Could you filter the data below down to the lines that hold the word "settings"?

| Saved entries |
════
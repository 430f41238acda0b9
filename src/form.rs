//! In-memory aggregation of a whole multipart body.
//!
//! [`FormData`] is the simplest [`PartHandler`]: it keeps every field and
//! concatenates every file's fragments. Use it when bodies are small enough
//! to hold in memory; stream to [`crate::upload::DiskSink`] otherwise.

use crate::error::{MultipartError, Result};
use crate::multipart::{ParserOptions, PartClassifier, PartHandler};
use crate::part::{FieldPart, FileInfo, FilePart};
use crate::reader::{AsyncReadSource, Cancellation, ChunkSource, ReadSource};
use futures::io::AsyncRead;
use log::debug;
use std::io::Read;

#[derive(Debug, Clone, Default)]
pub struct FormData {
    files: Vec<FilePart>,
    parameters: Vec<FieldPart>,
}

impl FormData {
    pub fn new() -> Self {
        Self::default()
    }

    /// Parses a body from a blocking reader
    pub fn parse<R: Read>(read: R, options: ParserOptions) -> Result<Self> {
        let mut classifier = PartClassifier::new(ReadSource::new(read), Self::new(), options)?;
        classifier.run_blocking()?;
        Ok(classifier.into_handler().logged())
    }

    /// Parses a body from an async reader
    pub async fn parse_async<R: AsyncRead + Unpin>(read: R, options: ParserOptions) -> Result<Self> {
        Self::parse_source(AsyncReadSource::new(read), options, None).await
    }

    /// Parses a body from any chunk source, optionally cancellable
    pub async fn parse_source<S: ChunkSource>(
        source: S,
        options: ParserOptions,
        cancellation: Option<Cancellation>,
    ) -> Result<Self> {
        let mut classifier = PartClassifier::new(source, Self::new(), options)?;
        if let Some(token) = cancellation {
            classifier = classifier.with_cancellation(token);
        }
        classifier.run().await?;
        Ok(classifier.into_handler().logged())
    }

    fn logged(self) -> Self {
        debug!(
            "Collected {} fields and {} files",
            self.parameters.len(),
            self.files.len()
        );
        self
    }

    pub fn files(&self) -> &[FilePart] {
        &self.files
    }

    pub fn parameters(&self) -> &[FieldPart] {
        &self.parameters
    }

    /// First file part submitted under `name`
    pub fn file(&self, name: &str) -> Option<&FilePart> {
        self.files.iter().find(|f| f.name() == name)
    }

    /// Text of the first field named `name`
    pub fn parameter_value(&self, name: &str) -> Option<&str> {
        self.parameters
            .iter()
            .find(|p| p.name() == name)
            .map(FieldPart::text)
    }

    /// Texts of every field named `name`, in body order
    pub fn parameter_values(&self, name: &str) -> Vec<&str> {
        self.parameters
            .iter()
            .filter(|p| p.name() == name)
            .map(FieldPart::text)
            .collect()
    }

    pub fn has_parameter(&self, name: &str) -> bool {
        self.parameters.iter().any(|p| p.name() == name)
    }

    pub fn into_parts(self) -> (Vec<FieldPart>, Vec<FilePart>) {
        (self.parameters, self.files)
    }
}

impl PartHandler for FormData {
    fn on_field(&mut self, field: FieldPart) -> Result<()> {
        self.parameters.push(field);
        Ok(())
    }

    fn on_file_fragment(&mut self, info: &FileInfo, bytes: &[u8], part_number: usize) -> Result<()> {
        if part_number == 0 {
            self.files.push(FilePart::new(info.clone(), Vec::new()));
        }
        match self.files.last_mut() {
            Some(file) => {
                file.extend(bytes);
                Ok(())
            }
            None => Err(MultipartError::invalid_configuration(
                "File fragment received before the start of a file",
            )),
        }
    }
}

#[cfg(test)]
mod tests {
    use super::*;

    const BODY: &[u8] = b"--XYZ\r\n\
        Content-Disposition: form-data; name=\"tag\"\r\n\r\nred\r\n\
        --XYZ\r\n\
        Content-Disposition: form-data; name=\"tag\"\r\n\r\nblue\r\n\
        --XYZ\r\n\
        Content-Disposition: form-data; name=\"doc\"; filename=\"notes.txt\"\r\n\r\nhi there\r\n\
        --XYZ--\r\n";

    #[test]
    fn test_accessors() {
        let form = FormData::parse(BODY, ParserOptions::default()).unwrap();

        assert_eq!(form.parameters().len(), 2);
        assert_eq!(form.parameter_value("tag"), Some("red"));
        assert_eq!(form.parameter_values("tag"), vec!["red", "blue"]);
        assert!(form.has_parameter("tag"));
        assert!(!form.has_parameter("doc"));
        assert_eq!(form.parameter_value("missing"), None);

        let file = form.file("doc").unwrap();
        assert_eq!(file.file_name(), "notes.txt");
        assert_eq!(file.content_type(), "text/plain");
        assert_eq!(file.data(), b"hi there");
        assert!(form.file("tag").is_none());
    }

    #[test]
    fn test_fragment_without_start_is_rejected() {
        let mut form = FormData::new();
        let info = FileInfo {
            name: "f".to_string(),
            file_name: String::new(),
            content_type: "text/plain".to_string(),
            content_disposition: "form-data".to_string(),
            extra_headers: Default::default(),
        };
        assert!(form.on_file_fragment(&info, b"x", 3).is_err());
    }

    #[test]
    fn test_async_parse() {
        let form = futures::executor::block_on(FormData::parse_async(
            futures::io::Cursor::new(BODY.to_vec()),
            ParserOptions::default(),
        ))
        .unwrap();
        assert_eq!(form.parameter_values("tag"), vec!["red", "blue"]);
        assert_eq!(form.files().len(), 1);
    }

    #[test]
    fn test_cancelled_parse() {
        let token = Cancellation::new();
        token.cancel();
        let result = futures::executor::block_on(FormData::parse_source(
            ReadSource::new(BODY),
            ParserOptions::default(),
            Some(token),
        ));
        assert!(matches!(result, Err(MultipartError::Cancelled)));
    }
}
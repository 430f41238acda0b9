//! Configuration management for formsplit
//! Supports INI files with CLI argument overrides

pub mod ini_parser;

use crate::cli::Cli;
use crate::error::{MultipartError, Result};
use crate::multipart::{
    Boundary, DEFAULT_BINARY_MIME_TYPE, DEFAULT_MAX_FIELD_SIZE, DEFAULT_MAX_HEADERS_SIZE,
    DEFAULT_MAX_PARTS, ParserOptions, encoding_for_label,
};
use crate::reader::DEFAULT_CHUNK_SIZE;
use crate::upload::format_bytes;
use ini_parser::IniConfig;
use std::path::{Path, PathBuf};

pub const DEFAULT_OUTPUT_DIR: &str = "formsplit-out";
pub const DEFAULT_ENCODING: &str = "utf-8";

#[derive(Debug, Clone, PartialEq)]
pub struct Config {
    // Input
    pub input: Option<PathBuf>,
    pub boundary: Option<String>,
    pub content_type: Option<String>,

    // Decoder settings
    pub chunk_size: usize,
    pub encoding: String,
    pub binary_mime_types: Vec<String>,
    pub ignore_invalid_parts: bool,
    pub max_parts: usize,
    pub max_field_size: u64,
    pub max_headers_size: usize,

    // Output settings
    pub output_dir: PathBuf,
    pub overwrite: bool,

    // Logging settings
    pub verbose: bool,
    pub detailed_logging: bool,
}

impl Config {
    /// Load configuration with precedence: CLI args > INI file > Defaults
    pub fn load(cli: &Cli) -> Result<Self> {
        let ini = match Self::find_config_file(cli)? {
            Some(path) => {
                log::info!("Loading configuration from: {}", path.display());
                IniConfig::load_file(&path)?
            }
            None => {
                log::info!("No configuration file found, using defaults and CLI overrides");
                IniConfig::new()
            }
        };
        Ok(Self::from_sources(cli, &ini))
    }

    /// Merges CLI arguments over an already parsed INI file
    pub fn from_sources(cli: &Cli, ini: &IniConfig) -> Self {
        Self {
            input: cli.input.clone(),
            boundary: cli
                .boundary
                .clone()
                .or_else(|| ini.get_string("decoder", "boundary")),
            content_type: cli.content_type.clone(),

            chunk_size: cli
                .chunk_size
                .or_else(|| ini.get_usize("decoder", "chunk_size"))
                .unwrap_or(DEFAULT_CHUNK_SIZE),
            encoding: cli
                .encoding
                .clone()
                .or_else(|| ini.get_string("decoder", "encoding"))
                .unwrap_or_else(|| DEFAULT_ENCODING.to_string()),
            binary_mime_types: Self::get_binary_mime_types(ini, cli),
            ignore_invalid_parts: cli
                .ignore_invalid_parts
                .or_else(|| ini.get_bool("decoder", "ignore_invalid_parts"))
                .unwrap_or(false),
            max_parts: ini
                .get_usize("decoder", "max_parts")
                .unwrap_or(DEFAULT_MAX_PARTS),
            max_field_size: ini
                .get_size("decoder", "max_field_size")
                .unwrap_or(DEFAULT_MAX_FIELD_SIZE),
            max_headers_size: ini
                .get_size("decoder", "max_headers_size")
                .and_then(|size| usize::try_from(size).ok())
                .unwrap_or(DEFAULT_MAX_HEADERS_SIZE),

            output_dir: cli
                .output_dir
                .clone()
                .or_else(|| ini.get_string("output", "directory").map(PathBuf::from))
                .unwrap_or_else(|| PathBuf::from(DEFAULT_OUTPUT_DIR)),
            overwrite: cli
                .overwrite
                .or_else(|| ini.get_bool("output", "overwrite"))
                .unwrap_or(false),

            verbose: cli
                .verbose
                .or_else(|| ini.get_bool("logging", "verbose"))
                .unwrap_or(false),
            detailed_logging: cli
                .detailed_logging
                .or_else(|| ini.get_bool("logging", "detailed"))
                .unwrap_or(false),
        }
    }

    /// Find configuration file in order of preference
    fn find_config_file(cli: &Cli) -> Result<Option<PathBuf>> {
        // 1. Explicit --config-file
        if let Some(ref config_path) = cli.config_file {
            let path = PathBuf::from(config_path);
            if path.exists() {
                return Ok(Some(path));
            }
            return Err(MultipartError::invalid_configuration(format!(
                "Config file specified but not found: {config_path}"
            )));
        }

        // 2. Current directory
        let current_config = PathBuf::from("formsplit.ini");
        if current_config.exists() {
            return Ok(Some(current_config));
        }

        // 3. User config directory (~/.config/formsplit/config.ini)
        if let Some(home_dir) = std::env::var_os("HOME") {
            let user_config = Path::new(&home_dir)
                .join(".config")
                .join("formsplit")
                .join("config.ini");
            if user_config.exists() {
                return Ok(Some(user_config));
            }
        }

        // 4. System config (Unix-like systems)
        #[cfg(unix)]
        {
            let system_config = PathBuf::from("/etc/formsplit/config.ini");
            if system_config.exists() {
                return Ok(Some(system_config));
            }
        }

        Ok(None)
    }

    fn get_binary_mime_types(ini: &IniConfig, cli: &Cli) -> Vec<String> {
        if let Some(ref types) = cli.binary_mime_types {
            return types
                .split(',')
                .map(|s| s.trim().to_string())
                .filter(|s| !s.is_empty())
                .collect();
        }

        let ini_types = ini.get_list("decoder", "binary_mime_types");
        if !ini_types.is_empty() {
            return ini_types;
        }

        vec![DEFAULT_BINARY_MIME_TYPE.to_string()]
    }

    /// Boundary from `boundary`, else from `content_type`, else left to detection
    pub fn resolve_boundary(&self) -> Result<Option<Boundary>> {
        if let Some(ref boundary) = self.boundary {
            return Boundary::new(boundary).map(Some);
        }
        match self.content_type {
            Some(ref content_type) => Boundary::from_content_type(content_type).map(Some),
            None => Ok(None),
        }
    }

    /// Builds and validates decoder options
    pub fn to_parser_options(&self) -> Result<ParserOptions> {
        let options = ParserOptions {
            boundary: self.resolve_boundary()?,
            encoding: encoding_for_label(&self.encoding)?,
            chunk_size: self.chunk_size,
            binary_mime_types: self.binary_mime_types.clone(),
            ignore_invalid_parts: self.ignore_invalid_parts,
            max_parts: self.max_parts,
            max_field_size: self.max_field_size,
            max_headers_size: self.max_headers_size,
        };
        options.validate()?;
        Ok(options)
    }

    /// Print configuration summary
    pub fn print_summary(&self) {
        log::info!("Configuration Summary:");
        match self.input {
            Some(ref input) => log::info!("  Input: {}", input.display()),
            None => log::info!("  Input: <stdin>"),
        }
        match (&self.boundary, &self.content_type) {
            (Some(boundary), _) => log::info!("  Boundary: {boundary}"),
            (None, Some(content_type)) => log::info!("  Content-Type: {content_type}"),
            (None, None) => log::info!("  Boundary: detected from body"),
        }
        log::info!("  Chunk Size: {} bytes", self.chunk_size);
        log::info!("  Encoding: {}", self.encoding);
        log::info!("  Binary MIME Types: {:?}", self.binary_mime_types);
        log::info!("  Ignore Invalid Parts: {}", self.ignore_invalid_parts);
        log::info!("  Max Parts: {}", self.max_parts);
        log::info!("  Max Field Size: {}", format_bytes(self.max_field_size));
        log::info!(
            "  Max Headers Size: {}",
            format_bytes(self.max_headers_size as u64)
        );
        log::info!("  Output Directory: {}", self.output_dir.display());
        log::info!("  Overwrite: {}", self.overwrite);
        log::info!("  Verbose Logging: {}", self.verbose);
        log::info!("  Detailed Logging: {}", self.detailed_logging);
    }
}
════
| Output |
    // Decoder settings
    // Output settings
    // Logging settings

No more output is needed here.